The entries below are to be repeated verbatim, in full.

Stored data entries
+ + +

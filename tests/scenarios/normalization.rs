//! Test: Abundance normalization gate

use crate::helpers::*;
use mgpipe::core::PipelineError;

/// Columns summing to 1.00 and 0.995 pass and the engine runs
#[tokio::test]
async fn test_normalized_table_runs() {
    let fixture = Fixture::new();
    let engine = MockEngine::new();
    let orchestrator = orchestrator(&fixture, engine.clone(), FakePoolBackend::new());

    let outcome = orchestrator
        .execute(fixture.required(), fixture.optional())
        .await
        .unwrap();

    assert!(outcome.result.models_ok);
    assert_eq!(engine.run_count(), 1);
}

/// A column summing to 1.05 aborts before the engine is called
#[tokio::test]
async fn test_unnormalized_table_aborts() {
    let fixture = Fixture::new();
    fixture.write_abundance(&[
        ("Bacteroides", vec![0.5, 0.7]),
        ("Prevotella", vec![0.5, 0.35]),
    ]);
    let engine = MockEngine::new();
    let backend = FakePoolBackend::new();
    let orchestrator = orchestrator(&fixture, engine.clone(), backend.clone());

    let err = orchestrator
        .execute(fixture.required(), fixture.optional())
        .await
        .unwrap_err();

    match err {
        PipelineError::NotNormalized { columns, .. } => {
            assert_eq!(columns.len(), 1);
            assert_eq!(columns[0].sample, "S2");
        }
        other => panic!("Expected NotNormalized, got {:?}", other),
    }
    assert_eq!(engine.run_count(), 0);
    assert_eq!(backend.created(), 0, "No pool may be started for invalid input");
}

/// A looser tolerance from the parameters is honored
#[tokio::test]
async fn test_tolerance_override() {
    let fixture = Fixture::new();
    fixture.write_abundance(&[("Bacteroides", vec![1.04]), ("Prevotella", vec![0.01])]);
    let orchestrator = orchestrator(&fixture, MockEngine::new(), FakePoolBackend::new());

    let result = orchestrator
        .execute(
            fixture.required(),
            fixture.optional().with_normalization_tolerance(1.1),
        )
        .await;
    assert!(result.is_ok());
}

/// Empty and non-numeric cells do not break parsing
#[tokio::test]
async fn test_sparse_table_accepted() {
    let fixture = Fixture::new();
    fixture.write("abundance.csv", "ID,S1,S2\nBacteroides,0.5,NA\nPrevotella,,0.9\n");
    let orchestrator = orchestrator(&fixture, MockEngine::new(), FakePoolBackend::new());

    let outcome = orchestrator
        .execute(fixture.required(), fixture.optional())
        .await;
    assert!(outcome.is_ok());
}
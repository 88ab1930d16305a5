//! Command-line interface

pub mod commands;
pub mod output;

use clap::{Parser, Subcommand};
use commands::{RunCommand, ValidateCommand};
use std::ffi::OsString;

/// Microbiome community modeling pipeline
#[derive(Debug, Parser, Clone)]
#[command(name = "mgpipe")]
#[command(version)]
#[command(about = "Validate inputs and run microbiome community metabolic modeling", long_about = None)]
pub struct Cli {
    #[command(subcommand)]
    pub command: Command,

    /// Enable verbose logging
    #[arg(short, long, global = true)]
    pub verbose: bool,
}

/// Available commands
#[derive(Debug, Subcommand, Clone)]
pub enum Command {
    /// Run the modeling pipeline
    Run(RunCommand),

    /// Validate inputs without running the engine
    Validate(ValidateCommand),
}

impl Cli {
    /// Parse CLI arguments from environment
    pub fn from_args() -> Self {
        Self::parse()
    }

    /// Parse CLI arguments from a slice
    pub fn try_parse_from<I, T>(itr: I) -> Result<Self, clap::Error>
    where
        I: IntoIterator<Item = T>,
        T: Into<OsString> + Clone,
    {
        <Self as Parser>::try_parse_from(itr)
    }
}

+ + +

> **PROBLEM SOLUTION**:
filename tests/scenarios/normalization.rs
//! Test: Abundance normalization gate

use crate::helpers::*;
use mgpipe::core::PipelineError;

/// Columns summing to 1.00 and 0.995 pass and the engine runs
#[tokio::test]
async fn test_normalized_table_runs() {
    let fixture = Fixture::new();
    let engine = MockEngine::new();
    let orchestrator = orchestrator(&fixture, engine.clone(), FakePoolBackend::new());

    let outcome = orchestrator
        .execute(fixture.required(), fixture.optional())
        .await
        .unwrap();

    assert!(outcome.result.models_ok);
    assert_eq!(engine.run_count(), 1);
}

/// A column summing to 1.05 aborts before the engine is called
#[tokio::test]
async fn test_unnormalized_table_aborts() {
    let fixture = Fixture::new();
    fixture.write_abundance(&[
        ("Bacteroides", vec![0.5, 0.7]),
        ("Prevotella", vec![0.5, 0.35]),
    ]);
    let engine = MockEngine::new();
    let backend = FakePoolBackend::new();
    let orchestrator = orchestrator(&fixture, engine.clone(), backend.clone());

    let err = orchestrator
        .execute(fixture.required(), fixture.optional())
        .await
        .unwrap_err();

    match err {
        PipelineError::NotNormalized { columns, .. } => {
            assert_eq!(columns.len(), 1);
            assert_eq!(columns[0].sample, "S2");
        }
        other => panic!("Expected NotNormalized, got {:?}", other),
    }
    assert_eq!(engine.run_count(), 0);
    assert_eq!(backend.created(), 0, "No pool may be started for invalid input");
}

/// A looser tolerance from the parameters is honored
#[tokio::test]
async fn test_tolerance_override() {
    let fixture = Fixture::new();
    fixture.write_abundance(&[("Bacteroides", vec![1.04]), ("Prevotella", vec![0.01])]);
    let orchestrator = orchestrator(&fixture, MockEngine::new(), FakePoolBackend::new());

    let result = orchestrator
        .execute(
            fixture.required(),
            fixture.optional().with_normalization_tolerance(1.1),
        )
        .await;
    assert!(result.is_ok());
}

/// Empty and non-numeric cells do not break parsing
#[tokio::test]
async fn test_sparse_table_accepted() {
    let fixture = Fixture::new();
    fixture.write("abundance.csv", "ID,S1,S2\nBacteroides,0.5,NA\nPrevotella,,0.9\n");
    let orchestrator = orchestrator(&fixture, MockEngine::new(), FakePoolBackend::new());

    let outcome = orchestrator
        .execute(fixture.required(), fixture.optional())
        .await;
    assert!(outcome.is_ok());
}
repository 88ab1930d16305a5
//! Command-line interface

pub mod commands;
pub mod output;

use clap::{Parser, Subcommand};
use commands::{RunCommand, ValidateCommand};
use std::ffi::OsString;

/// Microbiome community modeling pipeline
#[derive(Debug, Parser, Clone)]
#[command(name = "mgpipe")]
#[command(version)]
#[command(about = "Validate inputs and run microbiome community metabolic modeling", long_about = None)]
pub struct Cli {
    #[command(subcommand)]
    pub command: Command,

    /// Enable verbose logging
    #[arg(short, long, global = true)]
    pub verbose: bool,
}

/// Available commands
#[derive(Debug, Subcommand, Clone)]
pub enum Command {
    /// Run the modeling pipeline
    Run(RunCommand),

    /// Validate inputs without running the engine
    Validate(ValidateCommand),
}

impl Cli {
    /// Parse CLI arguments from environment
    pub fn from_args() -> Self {
        Self::parse()
    }

    /// Parse CLI arguments from a slice
    pub fn try_parse_from<I, T>(itr: I) -> Result<Self, clap::Error>
    where
        I: IntoIterator<Item = T>,
        T: Into<OsString> + Clone,
    {
        <Self as Parser>::try_parse_from(itr)
    }
}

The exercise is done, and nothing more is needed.